● ACTION ITEM
Copy each line below holding "struct".

== Segment start ==

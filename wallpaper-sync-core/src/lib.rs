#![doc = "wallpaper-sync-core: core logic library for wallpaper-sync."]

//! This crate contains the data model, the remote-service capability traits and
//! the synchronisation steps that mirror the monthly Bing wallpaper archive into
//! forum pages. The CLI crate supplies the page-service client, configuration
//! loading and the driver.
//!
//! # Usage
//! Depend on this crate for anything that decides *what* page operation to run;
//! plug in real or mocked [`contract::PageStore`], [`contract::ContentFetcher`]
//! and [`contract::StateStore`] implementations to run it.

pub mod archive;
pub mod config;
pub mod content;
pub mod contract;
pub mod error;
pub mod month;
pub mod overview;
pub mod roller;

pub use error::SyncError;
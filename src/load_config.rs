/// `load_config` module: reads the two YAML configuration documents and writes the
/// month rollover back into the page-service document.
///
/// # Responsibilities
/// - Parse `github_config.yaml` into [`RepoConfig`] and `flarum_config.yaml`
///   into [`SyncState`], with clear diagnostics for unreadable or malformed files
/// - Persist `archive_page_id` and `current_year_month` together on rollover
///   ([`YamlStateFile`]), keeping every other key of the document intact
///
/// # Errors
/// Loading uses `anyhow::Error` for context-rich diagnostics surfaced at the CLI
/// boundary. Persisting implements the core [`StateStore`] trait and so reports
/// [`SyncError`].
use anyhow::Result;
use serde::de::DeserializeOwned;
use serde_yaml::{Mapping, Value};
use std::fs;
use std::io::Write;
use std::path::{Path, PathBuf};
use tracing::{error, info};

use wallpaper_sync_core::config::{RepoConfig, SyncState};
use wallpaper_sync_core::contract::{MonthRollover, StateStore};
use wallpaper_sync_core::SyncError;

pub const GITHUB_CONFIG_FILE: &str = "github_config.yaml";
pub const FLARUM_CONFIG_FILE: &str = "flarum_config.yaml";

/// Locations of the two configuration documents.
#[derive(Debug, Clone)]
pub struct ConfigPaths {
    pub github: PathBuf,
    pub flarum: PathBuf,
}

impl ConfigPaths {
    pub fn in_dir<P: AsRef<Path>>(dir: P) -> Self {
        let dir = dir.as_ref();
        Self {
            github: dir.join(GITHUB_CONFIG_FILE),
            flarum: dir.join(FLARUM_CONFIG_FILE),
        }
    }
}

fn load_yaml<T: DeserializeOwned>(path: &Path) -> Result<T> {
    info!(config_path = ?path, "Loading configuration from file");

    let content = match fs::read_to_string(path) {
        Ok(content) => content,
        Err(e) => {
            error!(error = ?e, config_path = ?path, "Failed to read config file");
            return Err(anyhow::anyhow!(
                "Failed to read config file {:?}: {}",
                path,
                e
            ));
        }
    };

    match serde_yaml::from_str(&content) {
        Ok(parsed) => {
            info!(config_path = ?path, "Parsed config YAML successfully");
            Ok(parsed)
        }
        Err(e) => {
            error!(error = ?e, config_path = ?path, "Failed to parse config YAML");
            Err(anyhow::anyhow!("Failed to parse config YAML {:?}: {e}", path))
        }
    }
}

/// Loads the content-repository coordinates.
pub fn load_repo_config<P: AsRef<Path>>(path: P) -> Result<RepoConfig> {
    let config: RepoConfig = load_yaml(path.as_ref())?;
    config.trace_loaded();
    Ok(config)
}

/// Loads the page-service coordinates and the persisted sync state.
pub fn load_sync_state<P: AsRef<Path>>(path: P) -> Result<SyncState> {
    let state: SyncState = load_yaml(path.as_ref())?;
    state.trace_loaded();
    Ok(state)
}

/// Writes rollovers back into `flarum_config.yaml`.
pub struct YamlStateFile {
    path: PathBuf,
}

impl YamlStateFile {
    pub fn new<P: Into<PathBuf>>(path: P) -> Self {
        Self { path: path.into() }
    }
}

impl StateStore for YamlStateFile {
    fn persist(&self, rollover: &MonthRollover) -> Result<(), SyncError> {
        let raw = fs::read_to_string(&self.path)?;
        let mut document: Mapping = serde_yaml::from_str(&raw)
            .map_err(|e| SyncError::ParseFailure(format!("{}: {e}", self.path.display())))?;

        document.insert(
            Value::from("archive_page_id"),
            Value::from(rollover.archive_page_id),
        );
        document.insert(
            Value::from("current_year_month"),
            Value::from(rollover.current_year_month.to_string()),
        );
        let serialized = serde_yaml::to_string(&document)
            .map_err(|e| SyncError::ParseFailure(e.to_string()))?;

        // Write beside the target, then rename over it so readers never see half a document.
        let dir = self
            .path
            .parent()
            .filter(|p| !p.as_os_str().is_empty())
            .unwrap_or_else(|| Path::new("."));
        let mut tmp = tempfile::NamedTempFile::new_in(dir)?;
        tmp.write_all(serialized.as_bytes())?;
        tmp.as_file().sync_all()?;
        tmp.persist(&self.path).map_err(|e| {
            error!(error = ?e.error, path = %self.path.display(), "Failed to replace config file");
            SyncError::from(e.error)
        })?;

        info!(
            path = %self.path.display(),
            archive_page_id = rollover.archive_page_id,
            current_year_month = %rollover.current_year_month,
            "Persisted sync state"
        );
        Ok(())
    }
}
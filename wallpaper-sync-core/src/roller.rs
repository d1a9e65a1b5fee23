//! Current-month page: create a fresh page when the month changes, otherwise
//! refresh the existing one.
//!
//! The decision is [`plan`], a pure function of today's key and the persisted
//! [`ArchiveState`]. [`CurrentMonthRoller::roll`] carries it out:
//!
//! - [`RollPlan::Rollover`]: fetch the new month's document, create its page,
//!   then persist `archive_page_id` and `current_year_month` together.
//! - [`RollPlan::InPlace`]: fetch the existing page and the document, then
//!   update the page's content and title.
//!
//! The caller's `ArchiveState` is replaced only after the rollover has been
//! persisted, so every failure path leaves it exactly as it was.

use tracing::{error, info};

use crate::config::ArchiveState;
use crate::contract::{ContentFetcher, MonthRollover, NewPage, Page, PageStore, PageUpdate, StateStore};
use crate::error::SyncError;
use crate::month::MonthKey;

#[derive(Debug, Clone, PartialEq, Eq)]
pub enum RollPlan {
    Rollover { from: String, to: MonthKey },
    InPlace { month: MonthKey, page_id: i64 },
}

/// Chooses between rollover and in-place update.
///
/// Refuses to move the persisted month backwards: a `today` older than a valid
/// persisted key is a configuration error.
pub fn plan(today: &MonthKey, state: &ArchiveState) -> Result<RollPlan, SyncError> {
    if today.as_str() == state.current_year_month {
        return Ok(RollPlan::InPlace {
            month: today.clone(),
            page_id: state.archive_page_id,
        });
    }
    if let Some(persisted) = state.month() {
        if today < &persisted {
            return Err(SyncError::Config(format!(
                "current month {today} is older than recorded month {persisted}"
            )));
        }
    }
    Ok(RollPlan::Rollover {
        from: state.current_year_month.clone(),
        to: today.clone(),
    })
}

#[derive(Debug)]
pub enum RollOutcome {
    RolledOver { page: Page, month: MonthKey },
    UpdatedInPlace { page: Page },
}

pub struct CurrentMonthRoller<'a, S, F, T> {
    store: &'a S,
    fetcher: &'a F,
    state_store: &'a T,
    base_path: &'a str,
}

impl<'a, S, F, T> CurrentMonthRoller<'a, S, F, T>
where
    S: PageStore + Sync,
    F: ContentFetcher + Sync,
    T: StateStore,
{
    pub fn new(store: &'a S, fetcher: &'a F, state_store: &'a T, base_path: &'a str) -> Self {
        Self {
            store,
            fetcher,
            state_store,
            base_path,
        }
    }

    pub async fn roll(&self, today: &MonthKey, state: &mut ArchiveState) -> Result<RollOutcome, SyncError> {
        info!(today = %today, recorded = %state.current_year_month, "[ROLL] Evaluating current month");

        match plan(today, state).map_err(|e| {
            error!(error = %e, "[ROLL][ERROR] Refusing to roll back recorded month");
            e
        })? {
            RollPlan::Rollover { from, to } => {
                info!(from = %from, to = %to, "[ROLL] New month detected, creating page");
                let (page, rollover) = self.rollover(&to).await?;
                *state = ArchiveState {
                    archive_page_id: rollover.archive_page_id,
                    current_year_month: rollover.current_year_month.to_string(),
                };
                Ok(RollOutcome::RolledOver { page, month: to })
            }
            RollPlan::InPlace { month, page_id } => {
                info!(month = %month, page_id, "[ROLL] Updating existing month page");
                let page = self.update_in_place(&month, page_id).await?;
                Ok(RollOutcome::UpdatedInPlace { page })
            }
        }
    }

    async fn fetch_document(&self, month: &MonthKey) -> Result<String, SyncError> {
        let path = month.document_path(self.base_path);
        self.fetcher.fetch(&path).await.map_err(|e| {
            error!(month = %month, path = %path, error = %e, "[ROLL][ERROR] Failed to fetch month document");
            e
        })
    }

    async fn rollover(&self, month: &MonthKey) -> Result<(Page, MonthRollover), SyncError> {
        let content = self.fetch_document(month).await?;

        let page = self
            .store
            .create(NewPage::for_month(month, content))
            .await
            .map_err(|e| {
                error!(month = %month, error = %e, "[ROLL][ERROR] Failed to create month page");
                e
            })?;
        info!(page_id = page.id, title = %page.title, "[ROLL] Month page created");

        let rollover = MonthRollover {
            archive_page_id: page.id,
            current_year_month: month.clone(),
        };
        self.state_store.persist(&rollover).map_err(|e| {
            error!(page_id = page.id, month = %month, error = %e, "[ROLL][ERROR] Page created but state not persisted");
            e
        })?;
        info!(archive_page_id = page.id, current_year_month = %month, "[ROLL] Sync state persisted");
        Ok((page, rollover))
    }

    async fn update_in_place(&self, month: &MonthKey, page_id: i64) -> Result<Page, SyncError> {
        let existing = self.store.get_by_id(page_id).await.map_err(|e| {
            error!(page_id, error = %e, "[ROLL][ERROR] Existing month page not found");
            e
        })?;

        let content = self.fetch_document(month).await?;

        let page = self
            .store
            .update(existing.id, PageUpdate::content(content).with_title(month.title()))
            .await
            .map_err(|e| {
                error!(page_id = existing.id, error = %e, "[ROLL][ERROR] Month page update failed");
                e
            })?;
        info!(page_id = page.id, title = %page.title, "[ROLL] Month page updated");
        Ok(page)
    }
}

== Segment end ==

● ANSWER TO THE EXERCISE
pub struct ConfigPaths {
pub struct YamlStateFile {
pub struct CurrentMonthRoller<'a, S, F, T> {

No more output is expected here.